▶ _Extracted material_
>>
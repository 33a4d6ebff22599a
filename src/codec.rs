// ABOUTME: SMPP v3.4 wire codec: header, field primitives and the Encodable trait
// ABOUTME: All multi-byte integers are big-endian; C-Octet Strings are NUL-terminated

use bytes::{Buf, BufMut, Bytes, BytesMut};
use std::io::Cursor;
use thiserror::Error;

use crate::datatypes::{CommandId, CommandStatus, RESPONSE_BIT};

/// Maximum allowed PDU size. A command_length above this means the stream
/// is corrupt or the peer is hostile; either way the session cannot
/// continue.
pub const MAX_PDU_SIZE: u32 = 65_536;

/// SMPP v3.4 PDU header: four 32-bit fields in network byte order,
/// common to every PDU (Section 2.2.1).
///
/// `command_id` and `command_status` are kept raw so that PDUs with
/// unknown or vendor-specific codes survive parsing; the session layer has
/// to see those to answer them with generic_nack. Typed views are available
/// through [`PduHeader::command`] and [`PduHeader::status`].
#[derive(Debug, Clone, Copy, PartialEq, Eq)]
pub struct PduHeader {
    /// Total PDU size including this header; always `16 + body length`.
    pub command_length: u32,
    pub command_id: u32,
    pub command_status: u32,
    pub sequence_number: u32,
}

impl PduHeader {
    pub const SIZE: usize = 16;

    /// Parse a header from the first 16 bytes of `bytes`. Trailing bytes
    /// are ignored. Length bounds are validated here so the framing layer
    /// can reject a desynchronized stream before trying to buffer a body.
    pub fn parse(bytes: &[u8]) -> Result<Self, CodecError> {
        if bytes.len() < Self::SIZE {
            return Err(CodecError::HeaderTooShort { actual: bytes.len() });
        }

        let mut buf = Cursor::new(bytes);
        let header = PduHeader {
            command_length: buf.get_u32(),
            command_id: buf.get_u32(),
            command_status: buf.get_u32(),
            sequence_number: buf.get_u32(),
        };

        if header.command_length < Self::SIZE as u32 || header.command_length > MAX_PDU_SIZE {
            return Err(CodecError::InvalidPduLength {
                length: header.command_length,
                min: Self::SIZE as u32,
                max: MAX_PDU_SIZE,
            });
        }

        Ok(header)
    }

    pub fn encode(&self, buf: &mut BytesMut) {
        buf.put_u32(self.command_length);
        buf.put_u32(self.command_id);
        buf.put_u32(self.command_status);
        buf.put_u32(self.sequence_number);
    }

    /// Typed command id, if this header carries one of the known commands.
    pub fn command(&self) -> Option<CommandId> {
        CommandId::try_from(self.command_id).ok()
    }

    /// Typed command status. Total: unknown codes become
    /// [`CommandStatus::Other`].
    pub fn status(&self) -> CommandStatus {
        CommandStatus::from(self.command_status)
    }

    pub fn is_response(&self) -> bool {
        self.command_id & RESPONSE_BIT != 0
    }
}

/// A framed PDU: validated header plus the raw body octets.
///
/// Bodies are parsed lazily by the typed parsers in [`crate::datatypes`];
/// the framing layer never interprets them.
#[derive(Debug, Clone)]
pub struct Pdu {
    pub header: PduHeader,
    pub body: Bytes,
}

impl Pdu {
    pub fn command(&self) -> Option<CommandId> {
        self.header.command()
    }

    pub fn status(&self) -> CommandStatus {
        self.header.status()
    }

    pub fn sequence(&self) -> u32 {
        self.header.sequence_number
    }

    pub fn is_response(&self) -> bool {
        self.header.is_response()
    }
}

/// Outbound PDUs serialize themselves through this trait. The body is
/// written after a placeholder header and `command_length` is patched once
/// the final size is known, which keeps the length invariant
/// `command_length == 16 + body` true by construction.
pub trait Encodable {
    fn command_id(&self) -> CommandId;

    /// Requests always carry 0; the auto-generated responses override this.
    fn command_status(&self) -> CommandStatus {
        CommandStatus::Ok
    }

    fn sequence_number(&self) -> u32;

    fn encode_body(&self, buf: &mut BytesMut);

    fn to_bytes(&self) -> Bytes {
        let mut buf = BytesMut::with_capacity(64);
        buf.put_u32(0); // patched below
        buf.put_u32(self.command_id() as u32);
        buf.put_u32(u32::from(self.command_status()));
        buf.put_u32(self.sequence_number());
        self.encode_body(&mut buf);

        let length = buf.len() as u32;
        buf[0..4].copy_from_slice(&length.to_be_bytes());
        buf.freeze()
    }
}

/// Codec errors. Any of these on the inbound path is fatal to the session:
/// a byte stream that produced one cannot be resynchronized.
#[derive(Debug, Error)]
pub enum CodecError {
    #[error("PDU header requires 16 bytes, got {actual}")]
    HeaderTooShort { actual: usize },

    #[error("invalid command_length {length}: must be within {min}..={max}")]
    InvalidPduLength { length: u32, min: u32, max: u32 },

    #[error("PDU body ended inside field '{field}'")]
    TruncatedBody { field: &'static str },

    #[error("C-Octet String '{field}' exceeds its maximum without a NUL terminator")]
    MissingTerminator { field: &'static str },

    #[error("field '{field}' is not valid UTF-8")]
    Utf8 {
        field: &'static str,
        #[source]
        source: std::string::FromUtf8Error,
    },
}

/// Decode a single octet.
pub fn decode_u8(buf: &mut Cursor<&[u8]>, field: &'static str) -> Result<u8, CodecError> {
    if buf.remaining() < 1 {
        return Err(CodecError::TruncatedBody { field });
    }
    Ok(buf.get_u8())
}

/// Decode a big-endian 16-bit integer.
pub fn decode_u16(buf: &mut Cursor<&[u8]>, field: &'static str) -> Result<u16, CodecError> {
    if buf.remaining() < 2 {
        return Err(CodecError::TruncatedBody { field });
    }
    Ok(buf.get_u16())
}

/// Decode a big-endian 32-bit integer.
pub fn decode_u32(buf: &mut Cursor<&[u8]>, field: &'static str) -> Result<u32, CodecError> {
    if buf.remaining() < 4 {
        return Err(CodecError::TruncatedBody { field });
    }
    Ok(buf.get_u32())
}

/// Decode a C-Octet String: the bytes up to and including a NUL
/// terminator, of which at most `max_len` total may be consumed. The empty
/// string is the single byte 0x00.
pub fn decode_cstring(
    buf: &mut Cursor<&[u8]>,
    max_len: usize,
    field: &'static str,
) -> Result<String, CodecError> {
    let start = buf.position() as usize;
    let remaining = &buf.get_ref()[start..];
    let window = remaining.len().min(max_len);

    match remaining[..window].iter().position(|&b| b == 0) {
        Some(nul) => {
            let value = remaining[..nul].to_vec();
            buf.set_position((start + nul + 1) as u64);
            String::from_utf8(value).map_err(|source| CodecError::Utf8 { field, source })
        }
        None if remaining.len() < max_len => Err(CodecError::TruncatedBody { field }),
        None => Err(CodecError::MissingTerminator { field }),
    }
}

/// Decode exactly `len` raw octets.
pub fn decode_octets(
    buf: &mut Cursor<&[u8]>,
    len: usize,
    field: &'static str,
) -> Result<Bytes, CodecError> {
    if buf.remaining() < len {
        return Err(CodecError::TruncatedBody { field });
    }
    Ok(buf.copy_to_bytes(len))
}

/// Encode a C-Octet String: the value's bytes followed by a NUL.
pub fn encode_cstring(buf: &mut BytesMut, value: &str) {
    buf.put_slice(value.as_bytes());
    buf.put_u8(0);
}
<<
>>
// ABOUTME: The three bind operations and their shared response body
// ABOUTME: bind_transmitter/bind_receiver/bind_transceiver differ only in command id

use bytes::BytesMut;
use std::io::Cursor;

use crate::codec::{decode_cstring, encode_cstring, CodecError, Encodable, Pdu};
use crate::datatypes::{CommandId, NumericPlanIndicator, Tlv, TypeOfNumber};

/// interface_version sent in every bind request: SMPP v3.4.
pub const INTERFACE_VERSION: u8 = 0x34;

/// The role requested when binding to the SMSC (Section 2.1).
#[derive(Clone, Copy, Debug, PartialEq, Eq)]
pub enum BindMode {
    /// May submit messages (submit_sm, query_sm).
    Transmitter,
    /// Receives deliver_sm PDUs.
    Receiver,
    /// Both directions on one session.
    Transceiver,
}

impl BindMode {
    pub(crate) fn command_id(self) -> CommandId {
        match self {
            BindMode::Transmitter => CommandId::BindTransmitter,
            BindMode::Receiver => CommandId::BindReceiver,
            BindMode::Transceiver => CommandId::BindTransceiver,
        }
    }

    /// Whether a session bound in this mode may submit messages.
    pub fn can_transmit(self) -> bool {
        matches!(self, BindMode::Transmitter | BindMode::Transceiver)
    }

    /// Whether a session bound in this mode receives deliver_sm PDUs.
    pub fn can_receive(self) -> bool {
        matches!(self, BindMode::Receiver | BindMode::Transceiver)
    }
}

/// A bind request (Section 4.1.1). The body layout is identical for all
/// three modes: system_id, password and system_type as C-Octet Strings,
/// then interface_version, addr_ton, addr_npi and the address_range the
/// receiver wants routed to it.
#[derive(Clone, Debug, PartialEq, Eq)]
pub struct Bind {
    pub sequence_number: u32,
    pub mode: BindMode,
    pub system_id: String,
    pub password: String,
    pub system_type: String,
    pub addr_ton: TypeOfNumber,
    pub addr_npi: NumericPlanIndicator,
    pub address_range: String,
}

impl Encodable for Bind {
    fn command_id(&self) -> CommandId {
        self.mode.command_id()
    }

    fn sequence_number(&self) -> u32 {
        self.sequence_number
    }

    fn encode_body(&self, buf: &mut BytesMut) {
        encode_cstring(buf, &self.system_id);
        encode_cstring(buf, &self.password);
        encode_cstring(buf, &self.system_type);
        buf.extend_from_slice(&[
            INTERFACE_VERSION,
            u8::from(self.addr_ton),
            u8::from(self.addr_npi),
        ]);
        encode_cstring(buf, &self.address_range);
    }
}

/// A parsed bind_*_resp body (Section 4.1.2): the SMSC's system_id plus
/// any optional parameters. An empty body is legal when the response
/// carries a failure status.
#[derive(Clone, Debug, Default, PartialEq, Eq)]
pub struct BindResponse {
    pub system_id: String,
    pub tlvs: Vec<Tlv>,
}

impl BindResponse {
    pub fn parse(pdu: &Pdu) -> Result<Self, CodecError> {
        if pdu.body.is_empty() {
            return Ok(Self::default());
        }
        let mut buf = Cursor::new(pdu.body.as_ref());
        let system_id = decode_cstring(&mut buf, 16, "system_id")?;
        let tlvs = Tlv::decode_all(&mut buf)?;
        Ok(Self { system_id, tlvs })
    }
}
<<
>>
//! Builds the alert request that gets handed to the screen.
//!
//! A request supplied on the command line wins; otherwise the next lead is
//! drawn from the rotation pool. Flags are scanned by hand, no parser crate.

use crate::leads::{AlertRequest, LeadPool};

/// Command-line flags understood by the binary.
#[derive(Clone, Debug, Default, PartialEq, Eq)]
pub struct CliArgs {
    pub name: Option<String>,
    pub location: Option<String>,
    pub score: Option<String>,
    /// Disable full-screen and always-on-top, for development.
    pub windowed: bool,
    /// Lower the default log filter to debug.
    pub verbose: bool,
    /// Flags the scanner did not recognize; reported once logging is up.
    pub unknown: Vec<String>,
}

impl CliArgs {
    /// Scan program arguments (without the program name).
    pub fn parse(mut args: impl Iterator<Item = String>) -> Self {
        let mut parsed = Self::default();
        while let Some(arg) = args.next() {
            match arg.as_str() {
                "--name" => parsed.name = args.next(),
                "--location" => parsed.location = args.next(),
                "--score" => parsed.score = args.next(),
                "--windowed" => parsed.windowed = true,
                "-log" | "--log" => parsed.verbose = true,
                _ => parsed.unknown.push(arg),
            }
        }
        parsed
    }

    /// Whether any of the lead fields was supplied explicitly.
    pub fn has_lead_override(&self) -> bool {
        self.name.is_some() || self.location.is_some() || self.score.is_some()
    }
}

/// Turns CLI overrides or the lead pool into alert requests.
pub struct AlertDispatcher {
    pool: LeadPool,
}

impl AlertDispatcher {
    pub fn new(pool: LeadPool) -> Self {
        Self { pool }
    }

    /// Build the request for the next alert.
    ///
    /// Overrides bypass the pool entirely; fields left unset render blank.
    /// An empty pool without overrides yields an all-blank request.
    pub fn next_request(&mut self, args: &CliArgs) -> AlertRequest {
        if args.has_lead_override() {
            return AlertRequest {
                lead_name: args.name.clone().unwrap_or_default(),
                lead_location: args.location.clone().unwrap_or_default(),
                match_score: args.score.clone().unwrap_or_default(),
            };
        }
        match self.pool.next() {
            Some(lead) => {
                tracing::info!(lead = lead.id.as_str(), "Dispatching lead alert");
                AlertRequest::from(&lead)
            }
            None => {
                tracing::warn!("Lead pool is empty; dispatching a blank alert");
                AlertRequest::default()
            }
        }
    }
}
<<
Copy the lines above exactly, beginning at the line that has "repository 33a4d6ebff22599a" and stopping after the line that has "means the stream", and omit the rest.

▶ _Result of the task_
repository 33a4d6ebff22599a
filename src/codec.rs
// ABOUTME: SMPP v3.4 wire codec: header, field primitives and the Encodable trait
// ABOUTME: All multi-byte integers are big-endian; C-Octet Strings are NUL-terminated

use bytes::{Buf, BufMut, Bytes, BytesMut};
use std::io::Cursor;
use thiserror::Error;

use crate::datatypes::{CommandId, CommandStatus, RESPONSE_BIT};

/// Maximum allowed PDU size. A command_length above this means the stream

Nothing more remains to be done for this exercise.